First Header  | Second Header
------------- | -------------
Content Cell  | Content Cell
Content Cell  | Content Cell

The best way to learn these is simply to try them out. It will take a few days, but soon they will become second nature, and you will not need to think about them. If you forget, you can get to a handy reference sheet with Help > Markdown Quick Reference.

5.4.3 Code Chunks

To run code inside an R Markdown document, you do it inside a "chunk." Think of a chunk like a step in a larger process. A chunk should be relatively self-contained and focused around a single task.

Chunks begin with a header which consists of ```{r,, followed by an optional chunk name, followed by comma separated options, followed by }. Next comes your R code, and the chunk end is indicated by a final ```.

You can continue to run the code using the keyboard shortcut that we learned earlier: Cmd/Ctrl + Enter. You can also run the entire chunk by clicking the Run icon (it looks like a play button at the top of the chunk) or by pressing Cmd/Ctrl + Shift + Enter.

RStudio executes the code and displays the results inline with the code:

5.4.4 Knitting

To produce a complete report containing all text, code, and results, click the "Knit" button at the top of the script editor (it looks like a ball of yarn) or press Cmd/Ctrl + Shift + K. This will display the report in the viewer pane and create a self-contained HTML file that you can share with others. The .html file is written in the same directory as your .Rmd file.
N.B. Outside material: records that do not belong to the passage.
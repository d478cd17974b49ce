//! Server module for Sockrelay
//!
//! This module contains the TCP listener that accepts SOCKS5 clients and
//! runs one session per connection.

mod listener;

pub use listener::Server;

use crate::config::Config;
use anyhow::Result;
use tokio::sync::broadcast;

/// Run the proxy with the given configuration until shutdown
pub async fn run_server(config: Config, shutdown_rx: broadcast::Receiver<bool>) -> Result<()> {
    let server = Server::bind(config.server).await?;
    server.run(shutdown_rx).await
}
Knitting can be a finicky process that is sometimes challenging to troubleshoot. You will inevitably run into Knitting errors where RStudio will tell you that it is unable to knit your .Rmd file. When this happens, here are some approaches you can try out for troubleshooting:

  1. Read the error that RStudio gives you. Usually, it will tell you which line in the code produced the error that stopped the Knitting process. Check out this line and see if there is a syntax error that needs to be fixed.
  2. Run every code chunk in order, one chunk at a time. It is possible something will not run, which would cause the Knitting error. You can also try clearing your environment (in the top right pane) before running all the chunks.
  3. Have you copied and pasted text in from other sources? Occasionally, an abnormal character copied from another app can cause a Knitting error.
  4. Check all of the file paths and make sure they are accurate.
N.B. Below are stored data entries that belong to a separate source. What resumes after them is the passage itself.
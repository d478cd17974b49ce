//! SOCKS5 request parser
//!
//! Parses the client's connection request once method negotiation is done.
//!
//! ```text
//! +----+-----+-------+------+----------+----------+
//! |VER | CMD |  RSV  | ATYP | DST.ADDR | DST.PORT |
//! +----+-----+-------+------+----------+----------+
//! | 1  |  1  | X'00' |  1   | Variable |    2     |
//! +----+-----+-------+------+----------+----------+
//! ```

use super::codec::decode_address;
use super::consts::*;
use super::types::{SocksCommand, TargetAddr};
use crate::error::Socks5Error;

const HEADER_LEN: usize = 4;

/// A validated CONNECT request
#[derive(Debug, Clone, PartialEq, Eq)]
pub struct ConnectRequest {
    /// Where the client wants to go
    pub target: TargetAddr,
}

impl ConnectRequest {
    /// Try to decode a request from the start of `buf`.
    ///
    /// Returns `Ok(None)` until the self-described length has arrived. The
    /// command is only checked once the whole message is present, so a
    /// rejected BIND or UDP ASSOCIATE leaves nothing unread on the socket.
    /// When the address type is unknown the length cannot be known, and a
    /// command other than CONNECT is reported ahead of the address type.
    pub fn decode(buf: &[u8]) -> Result<Option<(Self, usize)>, Socks5Error> {
        if let Some(&version) = buf.first() {
            if version != SOCKS5_VERSION {
                return Err(Socks5Error::UnsupportedVersion(version));
            }
        }
        if buf.len() < HEADER_LEN {
            return Ok(None);
        }

        let cmd_byte = buf[1];
        let addr_type = buf[3];

        let (target, addr_len) = match decode_address(&buf[HEADER_LEN..], addr_type) {
            Ok(decoded) => decoded,
            Err(Socks5Error::TruncatedAddress) => return Ok(None),
            // A non-CONNECT command outranks an unknown address type
            Err(Socks5Error::InvalidAddressType(_)) if cmd_byte != SOCKS5_CMD_TCP_CONNECT => {
                return Err(Socks5Error::UnsupportedCommand(cmd_byte));
            }
            Err(e) => return Err(e),
        };

        match SocksCommand::from_byte(cmd_byte) {
            Some(SocksCommand::Connect) => {}
            Some(other) => {
                tracing::debug!("Rejecting {} request to {}", other, target);
                return Err(Socks5Error::UnsupportedCommand(cmd_byte));
            }
            None => return Err(Socks5Error::UnsupportedCommand(cmd_byte)),
        }

        Ok(Some((ConnectRequest { target }, HEADER_LEN + addr_len)))
    }

    /// Parse a buffer that must hold exactly one request and nothing else
    pub fn parse(buf: &[u8]) -> Result<Self, Socks5Error> {
        match Self::decode(buf)? {
            Some((request, used)) if used == buf.len() => Ok(request),
            Some((_, used)) => Err(Socks5Error::TrailingBytes(buf.len() - used)),
            None => Err(Socks5Error::TruncatedAddress),
        }
    }
}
This list is by no means exhaustive. The most important step is step 1: read the error message. You can also try pasting it into Google to see how other R users have dealt with similar errors.

5.4.5 R Chunk Options for Knitting

You will notice that each R Chunk begins with {r}. Within these brackets, you can add "Chunk Options" to the R Chunk that will dictate how the R Chunk is treated when you Knit the .Rmd. Some commonly used options are:

  • eval (default: TRUE): If FALSE, knitr will not run the code in the code chunk (it will, however, still display the code in the knitted document).
  • include (default: TRUE): If FALSE, knitr will run the chunk but hide the code and its results in the final document.
  • echo (default: TRUE): If FALSE, knitr will run the chunk and display the results but hide the code above its results in the final document.
  • error (default: TRUE): If FALSE, knitr will not display any error messages generated by the code.
  • message (default: TRUE): If FALSE, knitr will not display any messages generated by the code.
  • warning (default: TRUE): If FALSE, knitr will not display any warnings generated by the code.

5.4.6 Cheatsheets and Other Resources

When working in RStudio, you can find an R Markdown cheatsheet by going to Help > Cheatsheets > R Markdown Cheat Sheet.

A helpful overview of R Markdown can also be found in R for Data Science.

A deep dive into R Markdown can be found here.

5.4.7 Challenges

Challenge 1.

Create a new R Markdown document with File > New File > R Markdown... Read the instructions. Practice running the chunks.

Now add some new markdown. Try adding some first-, second-, and third-level headers. Insert a link to a website.

Challenge 2.

In the first code chunk, modify cars to mtcars. Re-run the chunk and see modified output.

Challenge 3.

Knit the document into a PDF file. Verify that you can modify the input and see the output update.